Gezilerim her zaman dağda, bayırda, kanyonda olmayabiliyor. Bazen grubun tercihlerine göre bazı kentlerin kalbine, merkezine yolculuk yapmak, o kenti içerden fethetmek gibi kültürel gezilerimiz de oluyor. Şahsım adına, itiraf etmeliyim ki; kültür gezilerini sevmem. Peki niye mi buradayım? Gruptaki sevdiğim arkadaşlarım ve Erfelek Şelalesine doğru yapılacak yürüyüş… Ama her gezi kendi iç dinamiklerini de barındırıyor. Aklınızda olmayan sürprizler ve aklınıza yerleşecek muhteşem görüntüler çıkarabiliyor karşınıza… Servise İzmit’ten bindim, bu sefer yolumuz SİNOP’a doğru… Arabada bir iki kişi haricinde herkesi tanıyordum, yeni arkadaşları da bu üç günlük gezimiz sırasında tanıyacağım. Güzel bir gezi olacağı en azından araçtaki arkadaşlarımdan belliydi. Eskiden uzun yollar çok zor ve katlanılmaz geliyordu. Uyuyamadığım yolculuklarda işkence çekiyordum ama o kadar çok uzun yolculuklar yaptım ki, artık alıştım ve uyuyabiliyorum.
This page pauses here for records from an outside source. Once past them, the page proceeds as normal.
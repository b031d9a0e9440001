//! Queries on the prime factor count sequence, and [PrimeFactorSequence] which ties them
//! together with the transformation search for a fixed bound.

use crate::buffer::{NaiveBuffer, PrimeSet};
use crate::error::{non_negative, Result};
use crate::factor::{counts_by_division, counts_by_sieve};
use crate::traits::{CountMethod, PrimeOracle, SequenceConfig};
use crate::transform::{shortest_prime_transform, PrimeTransform};
use std::fmt;

/// Two adjacent entries of a filtered sequence, `a < b`
#[derive(Debug, Clone, Copy, PartialEq, Eq, PartialOrd, Ord, Hash)]
pub struct IntPair {
    pub a: u32,
    pub b: u32,
}

impl IntPair {
    #[inline]
    pub fn gap(&self) -> u32 {
        self.b - self.a
    }
}

impl From<(u32, u32)> for IntPair {
    fn from((a, b): (u32, u32)) -> Self {
        IntPair { a, b }
    }
}

impl From<IntPair> for (u32, u32) {
    fn from(p: IntPair) -> Self {
        (p.a, p.b)
    }
}

impl fmt::Display for IntPair {
    fn fmt(&self, f: &mut fmt::Formatter<'_>) -> fmt::Result {
        write!(f, "({}, {})", self.a, self.b)
    }
}

/// Return the ascending indices i where `seq[i] == m`.
pub fn filter_by_count(seq: &[u32], m: i32) -> Result<Vec<u32>> {
    let m = non_negative("m", m)?;
    Ok(seq
        .iter()
        .enumerate()
        .filter(|(_, &c)| c == m)
        .map(|(i, _)| i as u32)
        .collect())
}

/// Return the pairs of consecutive elements of the ascending `filtered` whose difference
/// is at most `gap`, in the order of `filtered`.
pub fn adjacent_gap_pairs(filtered: &[u32], gap: i32) -> Result<Vec<IntPair>> {
    let gap = non_negative("gap", gap)?;
    Ok(filtered
        .windows(2)
        .filter(|w| w[0] < w[1] && w[1] - w[0] <= gap)
        .map(|w| IntPair { a: w[0], b: w[1] })
        .collect())
}

/// Sequences and prime transformations over the integers in `[0, bound]`.
///
/// The primes under the bound are computed once at construction, every query
/// only reads them, so a sequence can be shared between threads.
///
/// ```
/// use prime_factor_seq::PrimeFactorSequence;
///
/// let seq = PrimeFactorSequence::new(10).unwrap();
/// assert_eq!(seq.prime_factor_sequence(), [0, 0, 1, 1, 2, 1, 2, 1, 3, 2, 2]);
/// assert_eq!(seq.numbers_with_m_prime_factors(1).unwrap(), [2, 3, 5, 7]);
/// assert_eq!(seq.change_to_prime(1).unwrap().to_string(), "0");
/// ```
#[derive(Debug, Clone)]
pub struct PrimeFactorSequence {
    bound: u32,
    primes: PrimeSet,
    config: SequenceConfig,
}

impl PrimeFactorSequence {
    pub fn new(bound: i32) -> Result<Self> {
        Self::with_config(bound, None)
    }

    /// Create the sequence with primes from a fresh [NaiveBuffer], which is dropped
    /// once the primes under `bound` are collected
    pub fn with_config(bound: i32, config: Option<SequenceConfig>) -> Result<Self> {
        Self::with_oracle(bound, &mut NaiveBuffer::new(), config)
    }

    /// Create the sequence with primes from the given oracle, e.g. a [crate::CachedOracle]
    /// shared by several sequences
    pub fn with_oracle<O: PrimeOracle>(
        bound: i32,
        oracle: &mut O,
        config: Option<SequenceConfig>,
    ) -> Result<Self> {
        let checked = non_negative("bound", bound)?;
        let primes = oracle.primes_up_to(bound).map_err(|_| rename_bound(bound))?;
        Ok(Self::from_primes(checked, primes, config))
    }

    fn from_primes(bound: u32, primes: PrimeSet, config: Option<SequenceConfig>) -> Self {
        // an oracle may report a smaller set bound, e.g. the largest prime of a collected set
        debug_assert!(primes.bound() <= bound);
        PrimeFactorSequence {
            bound,
            primes,
            config: config.unwrap_or(SequenceConfig::default()),
        }
    }

    #[inline]
    pub fn bound(&self) -> u32 {
        self.bound
    }

    #[inline]
    pub fn primes(&self) -> &PrimeSet {
        &self.primes
    }

    #[inline]
    pub fn config(&self) -> &SequenceConfig {
        &self.config
    }

    /// Obtain the sequence L[0 ..= bound] where L[i] is the number of prime factors of i,
    /// including repeated factors.
    pub fn prime_factor_sequence(&self) -> Vec<u32> {
        match self.config.count_method {
            CountMethod::TrialDivision => counts_by_division(self.bound, self.primes.as_slice()),
            CountMethod::SmallestFactor => counts_by_sieve(self.bound),
        }
    }

    /// Obtain the ascending integers in `[0, bound]` with exactly `m` prime factors,
    /// including repeated factors.
    pub fn numbers_with_m_prime_factors(&self, m: i32) -> Result<Vec<u32>> {
        filter_by_count(&self.prime_factor_sequence(), m)
    }

    /// Obtain the pairs (a, b) of adjacent entries in [Self::numbers_with_m_prime_factors]
    /// with `b - a <= gap`.
    pub fn numbers_with_m_prime_factors_and_small_gap(&self, m: i32, gap: i32) -> Result<Vec<IntPair>> {
        adjacent_gap_pairs(&self.numbers_with_m_prime_factors(m)?, gap)
    }

    /// Transform n into a prime not larger than the bound with `0` steps (x -> 2x+1)
    /// and `1` steps (x -> x+1), see [crate::transform].
    pub fn change_to_prime(&self, n: i32) -> Result<PrimeTransform> {
        // the bound was validated at construction and fits in i32
        shortest_prime_transform(n, self.bound as i32, &self.primes, Some(self.config.search))
    }
}

#[inline]
fn rename_bound(bound: i32) -> crate::Error {
    crate::Error::InvalidArgument { name: "bound", value: bound }
}

#[cfg(test)]
mod tests {
    use super::*;
    use crate::traits::SearchConfig;
    use crate::{CachedOracle, Error};

    /// Collects the primes by trial division, so the set bound is the largest prime
    struct TrialOracle;

    impl PrimeOracle for TrialOracle {
        fn primes_up_to(&mut self, n: i32) -> Result<PrimeSet> {
            let n = non_negative("n", n)?;
            Ok((2..=n).filter(|&x| (2..x).take_while(|d| d * d <= x).all(|d| x % d != 0)).collect())
        }
    }

    #[test]
    fn filter_by_count_test() {
        let seq = [0, 0, 1, 1, 2, 1, 2, 1, 3, 2, 2];
        assert_eq!(filter_by_count(&seq, 1).unwrap(), [2, 3, 5, 7]);
        assert_eq!(filter_by_count(&seq, 2).unwrap(), [4, 6, 9, 10]);
        assert_eq!(filter_by_count(&seq, 0).unwrap(), [0, 1]);
        assert!(filter_by_count(&seq, 4).unwrap().is_empty());
        assert_eq!(
            filter_by_count(&seq, -1),
            Err(Error::InvalidArgument { name: "m", value: -1 })
        );
    }

    #[test]
    fn adjacent_gap_pairs_test() {
        let pairs = adjacent_gap_pairs(&[2, 3, 5, 7], 2).unwrap();
        assert_eq!(pairs, vec![(2, 3).into(), (3, 5).into(), (5, 7).into()]);
        assert_eq!(adjacent_gap_pairs(&[2, 3, 5, 7], 1).unwrap(), vec![IntPair { a: 2, b: 3 }]);
        assert_eq!(adjacent_gap_pairs(&[4, 6, 9, 10], 0).unwrap(), vec![]);
        assert!(adjacent_gap_pairs(&[5], 10).unwrap().is_empty());
        assert!(adjacent_gap_pairs(&[], 10).unwrap().is_empty());
        assert_eq!(
            adjacent_gap_pairs(&[1, 2], -3),
            Err(Error::InvalidArgument { name: "gap", value: -3 })
        );

        let pair = IntPair { a: 33, b: 34 };
        assert_eq!(pair.gap(), 1);
        assert_eq!(pair.to_string(), "(33, 34)");
        assert_eq!(<(u32, u32)>::from(pair), (33, 34));
    }

    #[test]
    fn sequence_test() {
        let seq = PrimeFactorSequence::new(10).unwrap();
        assert_eq!(seq.bound(), 10);
        assert_eq!(seq.primes().as_slice(), [2, 3, 5, 7]);
        assert_eq!(seq.prime_factor_sequence(), [0, 0, 1, 1, 2, 1, 2, 1, 3, 2, 2]);
        assert_eq!(seq.numbers_with_m_prime_factors(1).unwrap(), [2, 3, 5, 7]);
        assert_eq!(
            seq.numbers_with_m_prime_factors_and_small_gap(1, 2).unwrap(),
            vec![(2, 3).into(), (3, 5).into(), (5, 7).into()]
        );
        assert_eq!(
            seq.numbers_with_m_prime_factors_and_small_gap(2, 1).unwrap(),
            vec![IntPair { a: 9, b: 10 }]
        );

        let seq = PrimeFactorSequence::new(0).unwrap();
        assert_eq!(seq.prime_factor_sequence(), [0]);
        assert_eq!(seq.numbers_with_m_prime_factors(0).unwrap(), [0]);
        assert!(seq.numbers_with_m_prime_factors_and_small_gap(0, 5).unwrap().is_empty());
    }

    #[test]
    fn invalid_argument_test() {
        assert_eq!(
            PrimeFactorSequence::new(-10).unwrap_err(),
            Error::InvalidArgument { name: "bound", value: -10 }
        );
        let seq = PrimeFactorSequence::new(10).unwrap();
        assert!(seq.numbers_with_m_prime_factors(-1).is_err());
        assert_eq!(
            seq.numbers_with_m_prime_factors_and_small_gap(1, -1),
            Err(Error::InvalidArgument { name: "gap", value: -1 })
        );
        assert_eq!(
            seq.change_to_prime(-4),
            Err(Error::InvalidArgument { name: "n", value: -4 })
        );
    }

    #[test]
    fn change_to_prime_test() {
        let seq = PrimeFactorSequence::new(50).unwrap();
        assert_eq!(seq.change_to_prime(4).unwrap().to_string(), "1");
        assert_eq!(seq.change_to_prime(7).unwrap().to_string(), "");
        assert_eq!(seq.change_to_prime(51).unwrap(), PrimeTransform::NoSolution);
        assert_eq!(PrimeFactorSequence::new(3).unwrap().change_to_prime(1).unwrap().to_string(), "0");
    }

    #[test]
    fn config_test() {
        let config = SequenceConfig {
            count_method: CountMethod::SmallestFactor,
            search: SearchConfig::level_order(),
        };
        let sieved = PrimeFactorSequence::with_config(1000, Some(config)).unwrap();
        let default = PrimeFactorSequence::new(1000).unwrap();
        assert_eq!(sieved.prime_factor_sequence(), default.prime_factor_sequence());
        for n in 0..1000 {
            assert_eq!(sieved.change_to_prime(n), default.change_to_prime(n), "n = {}", n);
        }
    }

    #[test]
    fn with_oracle_test() {
        let mut oracle = CachedOracle::new(4);
        let a = PrimeFactorSequence::with_oracle(100, &mut oracle, None).unwrap();
        let b = PrimeFactorSequence::with_oracle(100, &mut oracle, None).unwrap();
        assert_eq!(oracle.cached(), 1);
        assert!(std::ptr::eq(a.primes().as_slice(), b.primes().as_slice()));
        assert_eq!(
            PrimeFactorSequence::with_oracle(-1, &mut oracle, None).unwrap_err(),
            Error::InvalidArgument { name: "bound", value: -1 }
        );
    }

    #[test]
    fn custom_oracle_test() {
        let seq = PrimeFactorSequence::with_oracle(10, &mut TrialOracle, None).unwrap();
        assert_eq!(seq.primes().bound(), 7);
        assert_eq!(seq.bound(), 10);
        assert_eq!(seq.prime_factor_sequence(), [0, 0, 1, 1, 2, 1, 2, 1, 3, 2, 2]);
        assert_eq!(seq.numbers_with_m_prime_factors(2).unwrap(), [4, 6, 9, 10]);
        assert_eq!(
            seq.numbers_with_m_prime_factors_and_small_gap(2, 1).unwrap(),
            vec![IntPair { a: 9, b: 10 }]
        );
        assert_eq!(seq.change_to_prime(4).unwrap().to_string(), "1");
        assert_eq!(seq.change_to_prime(8).unwrap(), PrimeTransform::NoSolution);

        // 10 is not prime, but the search may still pass through it
        let seq = PrimeFactorSequence::with_oracle(12, &mut TrialOracle, None).unwrap();
        assert_eq!(seq.bound(), 12);
        assert_eq!(seq.change_to_prime(9).unwrap().to_string(), "11");

        // the bound is checked before the oracle is asked
        assert_eq!(
            PrimeFactorSequence::with_oracle(-3, &mut TrialOracle, None).unwrap_err(),
            Error::InvalidArgument { name: "bound", value: -3 }
        );
    }

    #[test]
    fn fresh_buffer_test() {
        // an instance does not go through the per-thread cache
        crate::nt_funcs::clear_prime_cache();
        let seq = PrimeFactorSequence::new(5000).unwrap();
        assert_eq!(seq.primes().len(), 669);
        assert_eq!(crate::nt_funcs::cached_prime_sets(), 0);
    }

    #[test]
    fn shared_between_threads_test() {
        let seq = std::sync::Arc::new(PrimeFactorSequence::new(500).unwrap());
        let handles: Vec<_> = (0..4)
            .map(|t| {
                let seq = seq.clone();
                std::thread::spawn(move || {
                    (t * 100..(t + 1) * 100)
                        .map(|n| seq.change_to_prime(n).unwrap())
                        .collect::<Vec<_>>()
                })
            })
            .collect();
        for (t, h) in handles.into_iter().enumerate() {
            let results = h.join().unwrap();
            for (i, r) in results.into_iter().enumerate() {
                let n = (t * 100 + i) as i32;
                assert_eq!(r, seq.change_to_prime(n).unwrap());
            }
        }
    }
}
Yolun ilk saatleri uzun süre görmediğim arkadaşlarım ve molalarla geçti sonrada hepimiz yarı uykulu yarı uyanık yolculuğumuzu sürdürdük. Gün ağardığında manzaramız; yol kenarlarında küçük koylarda balıkçı tekneleri, balıkçı barınakları ve Karadeniz’in dalgasında oynaşan martılardı. Saat 08:20 gibi Sinop’a vardığımızda sahil kenarında güzel bir mekanda eksiksiz kahvaltımız hazır bizi bekliyordu. Güzel bir kahvaltıdan sonra Sinop cezaevine gittik. Annemin en sevdiği dizlerden birinin çekildiği mekânda tüm kareleri fotoğraflayıp, video ya aldım. Mekanın bence en güzel yeri cezaevinin duvarlarının üzerine çıktığımızda karşılaştığımız Sinop’un muhteşem manzarası.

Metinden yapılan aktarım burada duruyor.